Teoria generale dell’occupazione, dell’interesse e della moneta

Copertina Teoria generale dell’occupazione, dell’interesse e della moneta

Dalla Prefazione di Terenzio Cozzi

John Maynard Keynes credeva nella forza delle idee con un’intensità rara. Colpisce che la sua opera maggiore, questa pietra miliare del pensiero economico che è la Teoria generale dell’occupazione, dell’interesse e della moneta (apparsa nel gennaio 1936), si apra e si chiuda sulla capacità che hanno le idee di plasmare il mondo. […]

Come rileggere oggi la Teoria generale, quest’opera per tanti versi fondativa della macroeconomia contemporanea? L’invito giusto potrebbe essere quello di rileggerla per quello che in effetti è, un grande classico della storia del pensiero.
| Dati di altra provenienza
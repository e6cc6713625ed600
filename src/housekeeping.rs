use std::sync::Arc;
use std::time::{Duration, SystemTime, UNIX_EPOCH};

use parking_lot::Mutex;
use tokio::task::JoinHandle;
use tokio::time::{Instant, MissedTickBehavior};
use tokio_util::sync::CancellationToken;

use crate::events::EventBus;
use crate::metrics::MetricRegistry;

pub const TICKER_PERIOD: Duration = Duration::from_secs(1);

/// Periods (in ticks) that get a `ticker.<n>` event.
const TICKER_EVENTS: [u64; 6] = [1, 10, 60, 300, 600, 3600];

/// Firings closer than this to the previous one are duplicates.
const MIN_TICK_SPACING: Duration = Duration::from_millis(970);

#[derive(Debug, Default)]
struct TickState {
    last_tick: Option<Instant>,
    ticks: u64,
}

/// 1 Hz system ticker: keeps the uptime and clock metrics current and
/// publishes the `ticker.*` events.
pub struct Housekeeping {
    metrics: Arc<MetricRegistry>,
    events: EventBus,
    state: Mutex<TickState>,
}

impl Housekeeping {
    pub fn new(metrics: Arc<MetricRegistry>, events: EventBus) -> Self {
        Self {
            metrics,
            events,
            state: Mutex::new(TickState::default()),
        }
    }

    /// Seconds ticked since start.
    pub fn ticks(&self) -> u64 {
        self.state.lock().ticks
    }

    /// Returns `false` for a duplicate firing.
    pub fn tick(&self, now: Instant) -> bool {
        let ticks = {
            let mut st = self.state.lock();
            if let Some(last) = st.last_tick {
                if now < last + MIN_TICK_SPACING {
                    return false;
                }
            }
            st.last_tick = Some(now);
            st.ticks += 1;
            st.ticks
        };

        self.metrics.set("m.monotonic", ticks);
        if let Ok(utc) = SystemTime::now().duration_since(UNIX_EPOCH) {
            self.metrics.set("m.time.utc", utc.as_secs());
        }
        for period in TICKER_EVENTS {
            if ticks % period == 0 {
                self.events.signal(format!("ticker.{period}"));
            }
        }
        true
    }

    pub fn spawn(self: &Arc<Self>, cancel: CancellationToken) -> JoinHandle<()> {
        let housekeeping = self.clone();
        tokio::spawn(async move {
            let mut interval = tokio::time::interval_at(Instant::now() + TICKER_PERIOD, TICKER_PERIOD);
            interval.set_missed_tick_behavior(MissedTickBehavior::Delay);
            loop {
                tokio::select! {
                    _ = cancel.cancelled() => break,
                    now = interval.tick() => {
                        housekeeping.tick(now);
                    }
                }
            }
            tracing::debug!(ticks = housekeeping.ticks(), "housekeeping stopped");
        })
    }
}

#[cfg(test)]
mod tests {
    use super::*;

    #[tokio::test(start_paused = true)]
    async fn ticks_update_metrics_and_signal_events() {
        let metrics = Arc::new(MetricRegistry::new());
        let events = EventBus::new();
        let mut rx = events.subscribe();
        let hk = Housekeeping::new(metrics.clone(), events);

        let start = Instant::now();
        for i in 1..=10u64 {
            assert!(hk.tick(start + TICKER_PERIOD * i as u32));
        }
        assert_eq!(metrics.get("m.monotonic"), Some(serde_json::json!(10)));
        assert!(metrics.get("m.time.utc").is_some());

        let mut seen = Vec::new();
        while let Ok(event) = rx.try_recv() {
            seen.push(event);
        }
        assert_eq!(seen.iter().filter(|e| *e == "ticker.1").count(), 10);
        assert_eq!(seen.last().map(String::as_str), Some("ticker.10"));
    }

    #[tokio::test(start_paused = true)]
    async fn duplicate_firing_is_ignored() {
        let hk = Housekeeping::new(Arc::new(MetricRegistry::new()), EventBus::new());
        let t0 = Instant::now();
        assert!(hk.tick(t0));
        assert!(!hk.tick(t0 + Duration::from_millis(100)));
        assert!(hk.tick(t0 + Duration::from_millis(990)));
        assert_eq!(hk.ticks(), 2);
    }

    #[tokio::test(start_paused = true)]
    async fn spawned_ticker_runs_until_cancelled() {
        let hk = Arc::new(Housekeeping::new(Arc::new(MetricRegistry::new()), EventBus::new()));
        let cancel = CancellationToken::new();
        let handle = hk.spawn(cancel.clone());
        tokio::time::sleep(Duration::from_millis(3500)).await;
        cancel.cancel();
        handle.await.unwrap();
        assert_eq!(hk.ticks(), 3);
    }
}
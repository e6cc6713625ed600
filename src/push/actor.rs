use std::sync::atomic::{AtomicBool, AtomicUsize, Ordering};
use std::sync::Arc;
use std::time::Duration;

use bytes::Bytes;
use parking_lot::{Mutex, MutexGuard};
use tokio::sync::mpsc;

use super::job::TxJob;
use crate::connection::{
    Chunk, ConnEvent, ConnectionHandler, ConnectionId, Outcome, PollHandle, Transport,
    XFER_CHUNK_SIZE,
};
use crate::metrics::{MetricRegistry, Modifier};
use crate::server::ClientRegistration;

/// Tuning for one push actor.
#[derive(Debug, Clone)]
pub struct ActorConfig {
    /// Job queue capacity.
    pub queue_capacity: usize,
    /// How long the I/O side waits for the actor lock before skipping a cycle.
    pub lock_timeout: Duration,
    /// Overflows since the last full snapshot that trigger a resync.
    /// Zero disables escalation.
    pub resync_after: usize,
}

impl Default for ActorConfig {
    fn default() -> Self {
        Self {
            queue_capacity: 20,
            lock_timeout: Duration::from_millis(100),
            resync_after: 1,
        }
    }
}

/// Transmission state guarded by the actor lock.
pub struct TxState {
    queue: mpsc::Receiver<TxJob>,
    job: TxJob,
    payload: Bytes,
    sent: usize,
    ack: usize,
    /// Overflow count already covered by a full snapshot.
    overflow_resynced: usize,
    processed: usize,
    released: bool,
}

impl TxState {
    pub fn job(&self) -> &TxJob {
        &self.job
    }

    pub fn sent(&self) -> usize {
        self.sent
    }

    pub fn acked(&self) -> usize {
        self.ack
    }

    /// Jobs taken off the queue (including synthesized resyncs).
    pub fn processed(&self) -> usize {
        self.processed
    }
}

/// Held while the actor's transmission state is locked. Dropping it unlocks.
pub type ActorGuard<'a> = MutexGuard<'a, TxState>;

/// Per-connection WebSocket push actor.
///
/// Producers (ticker, event listener, config notifier) call
/// [`add_tx_job`](Self::add_tx_job), which never blocks. Everything that
/// touches the transport runs on the connection's I/O task via
/// [`process_tx_job`](Self::process_tx_job) and [`on_sent`](Self::on_sent).
/// A job's payload goes out chunk by chunk; the next chunk is written only
/// once the previous one is acknowledged, and the next job starts only once
/// the whole payload is.
pub struct PushActor {
    conn: ConnectionId,
    modifier: Modifier,
    metrics: Arc<MetricRegistry>,
    jobs: mpsc::Sender<TxJob>,
    overflow: AtomicUsize,
    pending_ack: AtomicUsize,
    busy: AtomicBool,
    closed: AtomicBool,
    poll: PollHandle,
    lock_timeout: Duration,
    resync_after: usize,
    state: Mutex<TxState>,
}

impl std::fmt::Debug for PushActor {
    fn fmt(&self, f: &mut std::fmt::Formatter<'_>) -> std::fmt::Result {
        f.debug_struct("PushActor")
            .field("conn", &self.conn)
            .field("modifier", &self.modifier)
            .field("overflow", &self.overflow_count())
            .finish_non_exhaustive()
    }
}

impl PushActor {
    /// Create an actor and queue an initial full snapshot.
    pub fn new(
        conn: ConnectionId,
        modifier: Modifier,
        metrics: Arc<MetricRegistry>,
        poll: PollHandle,
        config: &ActorConfig,
    ) -> Self {
        let (jobs, queue) = mpsc::channel(config.queue_capacity.max(1));
        let actor = Self {
            conn,
            modifier,
            metrics,
            jobs,
            overflow: AtomicUsize::new(0),
            pending_ack: AtomicUsize::new(0),
            busy: AtomicBool::new(false),
            closed: AtomicBool::new(false),
            poll,
            lock_timeout: config.lock_timeout,
            resync_after: config.resync_after,
            state: Mutex::new(TxState {
                queue,
                job: TxJob::None,
                payload: Bytes::new(),
                sent: 0,
                ack: 0,
                overflow_resynced: 0,
                processed: 0,
                released: false,
            }),
        };
        actor.add_tx_job(TxJob::MetricsAll, true);
        actor
    }

    pub fn connection_id(&self) -> ConnectionId {
        self.conn
    }

    pub fn modifier(&self) -> Modifier {
        self.modifier
    }

    pub fn overflow_count(&self) -> usize {
        self.overflow.load(Ordering::Acquire)
    }

    /// Jobs waiting in the queue.
    pub fn queued(&self) -> usize {
        self.jobs.max_capacity() - self.jobs.capacity()
    }

    /// True while a job is in flight.
    pub fn is_busy(&self) -> bool {
        self.busy.load(Ordering::Acquire)
    }

    /// Lock the transmission state, waiting at most `timeout`.
    ///
    /// `None` means the state could not be locked in time; callers skip
    /// this cycle and rely on the next trigger.
    pub fn lock(&self, timeout: Duration) -> Option<ActorGuard<'_>> {
        self.state.try_lock_for(timeout)
    }

    /// Queue a job without blocking.
    ///
    /// On a full queue the job is dropped and the overflow counter bumped;
    /// the actor then resyncs the client with a full snapshot (see
    /// [`get_next_tx_job`](Self::get_next_tx_job)). With
    /// `trigger_immediately` and no job in flight, the I/O task is woken to
    /// start transmitting.
    pub fn add_tx_job(&self, job: TxJob, trigger_immediately: bool) -> bool {
        if self.is_closed() {
            return false;
        }
        match self.jobs.try_send(job) {
            Ok(()) => {
                if trigger_immediately && !self.busy.load(Ordering::Acquire) {
                    self.poll.request_poll();
                }
                true
            }
            Err(mpsc::error::TrySendError::Full(job)) => {
                let overflow = self.overflow.fetch_add(1, Ordering::AcqRel) + 1;
                if overflow == 1 {
                    tracing::warn!(conn = %self.conn, job = job.kind(), "push queue overflow");
                } else {
                    tracing::debug!(conn = %self.conn, job = job.kind(), overflow, "push queue overflow");
                }
                false
            }
            Err(mpsc::error::TrySendError::Closed(_)) => false,
        }
    }

    /// Move the next job into flight. Returns `false` when there is none.
    ///
    /// After an overflow the next `MetricsUpdate` is promoted to
    /// `MetricsAll`, or a `MetricsAll` is synthesized once the queue is
    /// empty. Other job kinds pass through in order.
    pub fn get_next_tx_job(&self, st: &mut TxState) -> bool {
        if self.closed.load(Ordering::Acquire) {
            return false;
        }
        let overflow = self.overflow.load(Ordering::Acquire);
        let resync = self.resync_after > 0 && overflow - st.overflow_resynced >= self.resync_after;

        let job = match st.queue.try_recv() {
            Ok(TxJob::MetricsUpdate) if resync => TxJob::MetricsAll,
            Ok(job) => job,
            Err(_) if resync => TxJob::MetricsAll,
            Err(_) => return false,
        };
        if matches!(job, TxJob::MetricsAll) {
            if resync {
                tracing::debug!(conn = %self.conn, overflow, "resyncing client after overflow");
            }
            st.overflow_resynced = overflow;
        }
        st.job = job;
        st.payload = Bytes::new();
        st.sent = 0;
        st.ack = 0;
        st.processed += 1;
        true
    }

    /// Encode the current job and write its first chunk.
    ///
    /// Returns `false` if the job had nothing to send; it is freed at once.
    pub fn init_tx(&self, st: &mut TxState, tx: &mut dyn Transport) -> bool {
        let Some(payload) = st.job.encode(&self.metrics, self.modifier) else {
            self.free_tx_job(st);
            return false;
        };
        tracing::trace!(conn = %self.conn, job = st.job.kind(), size = payload.len(), "tx start");
        st.payload = Bytes::from(payload);
        st.sent = 0;
        st.ack = 0;
        self.send_chunk(st, tx);
        true
    }

    /// Account for `acked` bytes confirmed by the transport and advance:
    /// next chunk, or next job once the payload is fully acknowledged.
    pub fn continue_tx(&self, st: &mut TxState, tx: &mut dyn Transport, acked: usize) {
        if st.job.is_none() {
            return;
        }
        st.ack = (st.ack + acked).min(st.sent);
        if st.ack < st.sent {
            return;
        }
        if st.sent < st.payload.len() {
            self.send_chunk(st, tx);
            return;
        }
        self.free_tx_job(st);
        self.start_next(st, tx);
    }

    /// I/O-side driver: start the next job when idle, apply pending
    /// acknowledgments, or retry a deferred chunk.
    pub fn process_tx_job(&self, tx: &mut dyn Transport) {
        let Some(mut st) = self.lock(self.lock_timeout) else {
            tracing::debug!(conn = %self.conn, "push actor lock timeout, skipping cycle");
            return;
        };
        if self.is_closed() {
            self.drop_queue(&mut st);
            return;
        }
        let acked = self.pending_ack.swap(0, Ordering::AcqRel);
        if st.job.is_none() {
            self.start_next(&mut st, tx);
        } else if acked > 0 {
            self.continue_tx(&mut st, tx, acked);
        } else if st.ack == st.sent && st.sent < st.payload.len() {
            self.send_chunk(&mut st, tx);
        }
    }

    /// Transport acknowledged `n` bytes.
    ///
    /// The count is parked before locking, so an ack is never lost when the
    /// lock times out; the next cycle applies it.
    pub fn on_sent(&self, tx: &mut dyn Transport, n: usize) {
        self.pending_ack.fetch_add(n, Ordering::AcqRel);
        self.process_tx_job(tx);
    }

    /// Release the current job's payload (event name, config reference).
    pub fn free_tx_job(&self, st: &mut TxState) {
        st.job = TxJob::None;
        st.payload = Bytes::new();
        st.sent = 0;
        st.ack = 0;
    }

    /// True once [`release`](Self::release) has run.
    pub fn is_closed(&self) -> bool {
        self.closed.load(Ordering::Acquire)
    }

    /// Drop everything queued and refuse further jobs.
    ///
    /// May be called from any task. If the state lock cannot be taken within
    /// the lock timeout, the queue is dropped by the connection's I/O task on
    /// its next cycle instead. Either way that task is woken so its handler
    /// can finish.
    pub fn release(&self) {
        if self.closed.swap(true, Ordering::AcqRel) {
            return;
        }
        match self.lock(self.lock_timeout) {
            Some(mut st) => self.drop_queue(&mut st),
            None => tracing::debug!(conn = %self.conn, "push actor busy, deferring release"),
        }
        self.busy.store(false, Ordering::Release);
        self.poll.request_poll();
    }

    fn drop_queue(&self, st: &mut TxState) {
        if st.released {
            return;
        }
        st.released = true;
        st.queue.close();
        let mut dropped = 0;
        while st.queue.try_recv().is_ok() {
            dropped += 1;
        }
        self.free_tx_job(st);
        tracing::debug!(conn = %self.conn, dropped, overflow = self.overflow_count(), "push actor released");
    }

    fn start_next(&self, st: &mut TxState, tx: &mut dyn Transport) {
        while self.get_next_tx_job(st) {
            if self.init_tx(st, tx) {
                self.busy.store(true, Ordering::Release);
                return;
            }
        }
        self.busy.store(false, Ordering::Release);
        // A producer may have queued a job after we found the queue empty
        // but before `busy` was cleared, and skipped its wakeup.
        if self.queued() > 0 {
            self.poll.request_poll();
        }
    }

    fn send_chunk(&self, st: &mut TxState, tx: &mut dyn Transport) {
        let end = (st.sent + XFER_CHUNK_SIZE).min(st.payload.len());
        let chunk = Chunk {
            data: st.payload.slice(st.sent..end),
            fin: end == st.payload.len(),
        };
        if tx.write(chunk) {
            st.sent = end;
        }
    }
}

/// Connection handler driving a [`PushActor`] from its WebSocket's I/O task.
///
/// Holds the client's registration with the server; dropping the handler
/// (on close or any other path) unregisters the client and releases its
/// queue.
pub struct WebSocketHandler {
    actor: Arc<PushActor>,
    _registration: ClientRegistration,
}

impl WebSocketHandler {
    pub fn new(actor: Arc<PushActor>, registration: ClientRegistration) -> Self {
        Self {
            actor,
            _registration: registration,
        }
    }

    pub fn actor(&self) -> &Arc<PushActor> {
        &self.actor
    }
}

impl ConnectionHandler for WebSocketHandler {
    fn handle_event(&mut self, event: ConnEvent, tx: &mut dyn Transport) -> Outcome {
        match event {
            ConnEvent::Poll => self.actor.process_tx_job(tx),
            ConnEvent::Sent(n) => self.actor.on_sent(tx, n),
            ConnEvent::Recv(data) => {
                tracing::trace!(conn = %self.actor.conn, len = data.len(), "ignoring client message");
            }
            ConnEvent::Close => {
                self.actor.release();
                return Outcome::Finished { keep_alive: false };
            }
        }
        if self.actor.is_closed() {
            // Released by the server: nothing more will be pushed.
            return Outcome::Finished { keep_alive: false };
        }
        Outcome::Continue
    }
}

impl Drop for WebSocketHandler {
    fn drop(&mut self) {
        self.actor.release();
    }
}
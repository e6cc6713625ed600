//! Fixed-capacity table of authenticated browser sessions.
//!
//! Sessions live in an arena of slots addressed by index. Each slot carries a
//! generation that is bumped whenever its occupant is removed, so a stale
//! [`Session`] handle can never destroy or alias a later session in the same
//! slot. The table never grows: when every slot holds a live session,
//! creation fails and the caller proceeds anonymously.

use std::fmt;
use std::time::Duration;

use axum::http::{header, HeaderMap};
use rand::Rng;
use tokio::time::Instant;

/// Name of the cookie carrying the session token.
pub const SESSION_COOKIE_NAME: &str = "telemetry_session";

pub const NUM_SESSIONS: usize = 5;
pub const SESSION_TTL: Duration = Duration::from_secs(3600);
pub const SESSION_CHECK_INTERVAL: Duration = Duration::from_secs(60);

/// Opaque non-zero session token. Rendered as 16 hex digits in cookies.
#[derive(Debug, Clone, Copy, PartialEq, Eq, Hash)]
pub struct SessionId(u64);

impl SessionId {
    pub fn parse(s: &str) -> Option<Self> {
        if s.is_empty() || s.len() > 16 {
            return None;
        }
        match u64::from_str_radix(s, 16) {
            Ok(0) | Err(_) => None,
            Ok(id) => Some(Self(id)),
        }
    }

    pub const fn as_u64(&self) -> u64 {
        self.0
    }
}

impl fmt::Display for SessionId {
    fn fmt(&self, f: &mut fmt::Formatter<'_>) -> fmt::Result {
        write!(f, "{:016x}", self.0)
    }
}

/// A live session as seen by callers. A copy: holding one does not keep the
/// session alive.
#[derive(Debug, Clone, Copy, PartialEq, Eq)]
pub struct Session {
    pub id: SessionId,
    pub slot: usize,
    pub generation: u64,
    pub last_used: Instant,
}

#[derive(Debug, Clone, Copy)]
struct Occupant {
    id: SessionId,
    last_used: Instant,
}

#[derive(Debug, Default)]
struct Slot {
    generation: u64,
    occupant: Option<Occupant>,
}

impl Slot {
    fn session(&self, index: usize) -> Option<Session> {
        self.occupant.map(|o| Session {
            id: o.id,
            slot: index,
            generation: self.generation,
            last_used: o.last_used,
        })
    }

    fn vacate(&mut self) -> Option<Occupant> {
        let occupant = self.occupant.take();
        if occupant.is_some() {
            self.generation += 1;
        }
        occupant
    }
}

pub struct SessionTable {
    slots: Vec<Slot>,
    ttl: Duration,
}

impl fmt::Debug for SessionTable {
    fn fmt(&self, f: &mut fmt::Formatter<'_>) -> fmt::Result {
        f.debug_struct("SessionTable")
            .field("capacity", &self.slots.len())
            .field("live", &self.len())
            .field("ttl", &self.ttl)
            .finish()
    }
}

impl Default for SessionTable {
    fn default() -> Self {
        Self::new(NUM_SESSIONS, SESSION_TTL)
    }
}

impl SessionTable {
    pub fn new(capacity: usize, ttl: Duration) -> Self {
        Self {
            slots: (0..capacity).map(|_| Slot::default()).collect(),
            ttl,
        }
    }

    pub fn capacity(&self) -> usize {
        self.slots.len()
    }

    pub fn ttl(&self) -> Duration {
        self.ttl
    }

    /// Occupied slots, including expired sessions not yet swept.
    pub fn len(&self) -> usize {
        self.slots.iter().filter(|s| s.occupant.is_some()).count()
    }

    pub fn is_empty(&self) -> bool {
        self.len() == 0
    }

    fn expired(&self, occupant: &Occupant, now: Instant) -> bool {
        now.saturating_duration_since(occupant.last_used) >= self.ttl
    }

    /// Start a session in an empty or expired slot.
    ///
    /// Returns `None` when every slot holds a live session.
    pub fn create(&mut self, now: Instant) -> Option<Session> {
        let index = self.slots.iter().position(|slot| match &slot.occupant {
            None => true,
            Some(o) => self.expired(o, now),
        })?;

        let id = self.fresh_id();
        let slot = &mut self.slots[index];
        if let Some(old) = slot.vacate() {
            tracing::debug!(session = %old.id, slot = index, "reclaiming expired session");
        }
        slot.occupant = Some(Occupant { id, last_used: now });
        tracing::debug!(session = %id, slot = index, "session created");
        slot.session(index)
    }

    fn fresh_id(&self) -> SessionId {
        let mut rng = rand::thread_rng();
        loop {
            let id: u64 = rng.gen();
            if id == 0 {
                continue;
            }
            let taken = self
                .slots
                .iter()
                .any(|s| s.occupant.is_some_and(|o| o.id.0 == id));
            if !taken {
                return SessionId(id);
            }
        }
    }

    /// Look up a live session and refresh its last-used time.
    pub fn get(&mut self, id: SessionId, now: Instant) -> Option<Session> {
        let index = self
            .slots
            .iter()
            .position(|s| s.occupant.is_some_and(|o| o.id == id))?;
        let ttl = self.ttl;
        let slot = &mut self.slots[index];
        let occupant = slot.occupant.as_mut()?;
        if now.saturating_duration_since(occupant.last_used) >= ttl {
            slot.vacate();
            tracing::debug!(session = %id, slot = index, "session expired on lookup");
            return None;
        }
        occupant.last_used = now;
        slot.session(index)
    }

    /// Resolve the session named by the request's cookie. A missing or
    /// malformed cookie is an anonymous request, not an error.
    pub fn get_from_headers(&mut self, headers: &HeaderMap, now: Instant) -> Option<Session> {
        let id = session_id_from_headers(headers)?;
        self.get(id, now)
    }

    /// End `session`. Returns `false` if its slot has since been reused or
    /// cleared.
    pub fn destroy(&mut self, session: &Session) -> bool {
        let Some(slot) = self.slots.get_mut(session.slot) else {
            return false;
        };
        if slot.generation != session.generation
            || !slot.occupant.is_some_and(|o| o.id == session.id)
        {
            return false;
        }
        slot.vacate();
        tracing::debug!(session = %session.id, slot = session.slot, "session destroyed");
        true
    }

    /// Drop every session whose idle time has reached the TTL. Returns the
    /// number removed.
    pub fn check(&mut self, now: Instant) -> usize {
        let ttl = self.ttl;
        let mut removed = 0;
        for (index, slot) in self.slots.iter_mut().enumerate() {
            let expired = slot
                .occupant
                .is_some_and(|o| now.saturating_duration_since(o.last_used) >= ttl);
            if expired {
                if let Some(old) = slot.vacate() {
                    tracing::debug!(session = %old.id, slot = index, "session expired");
                    removed += 1;
                }
            }
        }
        removed
    }

    pub fn sessions(&self) -> Vec<Session> {
        self.slots
            .iter()
            .enumerate()
            .filter_map(|(i, s)| s.session(i))
            .collect()
    }
}

/// Extract the session token from the `Cookie` header(s).
pub fn session_id_from_headers(headers: &HeaderMap) -> Option<SessionId> {
    headers
        .get_all(header::COOKIE)
        .iter()
        .filter_map(|v| v.to_str().ok())
        .flat_map(|v| v.split(';'))
        .filter_map(|pair| pair.trim().split_once('='))
        .find(|(name, _)| *name == SESSION_COOKIE_NAME)
        .and_then(|(_, value)| SessionId::parse(value.trim()))
}

/// `Set-Cookie` value establishing `id`.
pub fn session_cookie(id: SessionId) -> String {
    format!("{SESSION_COOKIE_NAME}={id}; Path=/; HttpOnly; SameSite=Strict")
}

/// `Set-Cookie` value clearing the session cookie.
pub fn expired_session_cookie() -> String {
    format!("{SESSION_COOKIE_NAME}=; Path=/; HttpOnly; SameSite=Strict; Max-Age=0")
}

#[cfg(test)]
mod tests {
    use super::*;
    use axum::http::HeaderValue;

    #[tokio::test(start_paused = true)]
    async fn full_table_refuses_until_expired_slot_is_swept() {
        let mut table = SessionTable::new(5, SESSION_TTL);
        let t0 = Instant::now();
        let first: Vec<Session> = (0..5).map(|_| table.create(t0).unwrap()).collect();

        assert!(table.create(t0).is_none());
        assert_eq!(table.len(), 5);

        // Keep s2..s5 fresh, let s1 age out.
        tokio::time::advance(SESSION_TTL - Duration::from_secs(10)).await;
        let mid = Instant::now();
        for s in &first[1..] {
            assert!(table.get(s.id, mid).is_some());
        }
        tokio::time::advance(Duration::from_secs(10)).await;
        let later = Instant::now();
        assert_eq!(table.check(later), 1);

        let sixth = table.create(later).unwrap();
        assert_eq!(sixth.slot, first[0].slot);
        assert_ne!(sixth.id, first[0].id);
        assert!(table.get(first[0].id, later).is_none());
    }

    #[tokio::test(start_paused = true)]
    async fn session_valid_until_ttl() {
        let mut table = SessionTable::new(2, Duration::from_secs(100));
        let s = table.create(Instant::now()).unwrap();

        tokio::time::advance(Duration::from_secs(99)).await;
        assert_eq!(table.check(Instant::now()), 0);

        tokio::time::advance(Duration::from_secs(1)).await;
        assert_eq!(table.check(Instant::now()), 1);
        assert!(table.get(s.id, Instant::now()).is_none());
        assert!(table.is_empty());
    }

    #[tokio::test(start_paused = true)]
    async fn lookup_refreshes_last_used() {
        let mut table = SessionTable::new(1, Duration::from_secs(100));
        let s = table.create(Instant::now()).unwrap();
        tokio::time::advance(Duration::from_secs(60)).await;
        assert!(table.get(s.id, Instant::now()).is_some());
        tokio::time::advance(Duration::from_secs(60)).await;
        assert_eq!(table.check(Instant::now()), 0);
        tokio::time::advance(Duration::from_secs(40)).await;
        assert!(table.get(s.id, Instant::now()).is_none());
    }

    #[test]
    fn ids_are_unique_and_nonzero() {
        let mut table = SessionTable::new(NUM_SESSIONS, SESSION_TTL);
        let now = Instant::now();
        let ids: Vec<SessionId> = (0..NUM_SESSIONS)
            .map(|_| table.create(now).unwrap().id)
            .collect();
        for (i, a) in ids.iter().enumerate() {
            assert_ne!(a.as_u64(), 0);
            assert!(ids[i + 1..].iter().all(|b| b != a));
        }
    }

    #[test]
    fn stale_handle_cannot_destroy_new_occupant() {
        let mut table = SessionTable::new(1, SESSION_TTL);
        let now = Instant::now();
        let old = table.create(now).unwrap();
        assert!(table.destroy(&old));
        assert!(!table.destroy(&old));

        let new = table.create(now).unwrap();
        assert_eq!(new.slot, old.slot);
        assert_ne!(new.generation, old.generation);
        assert!(!table.destroy(&old));
        assert!(table.get(new.id, now).is_some());
    }

    #[test]
    fn cookie_round_trip() {
        let mut table = SessionTable::default();
        let now = Instant::now();
        let s = table.create(now).unwrap();

        let mut headers = HeaderMap::new();
        let cookie = format!("theme=dark; {SESSION_COOKIE_NAME}={}", s.id);
        headers.insert(header::COOKIE, HeaderValue::from_str(&cookie).unwrap());
        assert_eq!(table.get_from_headers(&headers, now).map(|x| x.id), Some(s.id));
        assert!(session_cookie(s.id).starts_with(&format!("{SESSION_COOKIE_NAME}={}", s.id)));
        assert!(expired_session_cookie().contains("Max-Age=0"));
    }

    #[test]
    fn malformed_cookie_is_anonymous() {
        let mut table = SessionTable::default();
        let now = Instant::now();
        table.create(now).unwrap();
        for bad in ["", "telemetry_session=", "telemetry_session=zz", "telemetry_session=0", "other=1"] {
            let mut headers = HeaderMap::new();
            headers.insert(header::COOKIE, HeaderValue::from_static(bad));
            assert!(table.get_from_headers(&headers, now).is_none(), "{bad:?}");
        }
        assert!(table.get_from_headers(&HeaderMap::new(), now).is_none());
    }
}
Un classico non dissimile a ben vedere, per certi risvolti, alla Ricchezza delle nazioni di Smith, un libro che si sviluppa lungo vari registri, dove l’economia si sposa a una visione della società e si congiunge a una filosofia sociale. Keynes si poneva dinanzi al problema economico con lo stesso atteggiamento dei classici, cioè con l’intenzione di comprendere e rendere conto per intero della sua configurazione complessiva, secondo una prospettiva unitaria. Una “teoria generale”, appunto, in cui le grandezze economiche vengono ricondotte a una logica d’insieme mediante l’analisi dei nessi che le fanno interagire. Nello stesso tempo, il libro di Keynes è dominato dallo sforzo di offrire un’interpretazione teorica in grado non soltanto di cogliere la natura profonda della realtà economica del capitalismo del suo tempo, ma di indicare le terapie e gli strumenti tali da correggerne le distorsioni e le contraddizioni.

Un tema su tutti si impone all’attenzione del lettore di ieri e di oggi: la convinzione che il movimento economico debba essere consapevolmente indirizzato verso un fine, la piena occupazione. Il ragionamento di Keynes trova un senso solo all’interno di questa tensione finalistica: l’attività economica può essere difesa e giustificata a patto di essere rivolta in direzione di un fine riconosciuto come universalmente giusto. Altrimenti, essa torna a divenire un gioco cieco, in cui i meccanismi della speculazione finiscono per rivelarsi per quello che sono, una spinta che induce alla distruzione della risorsa.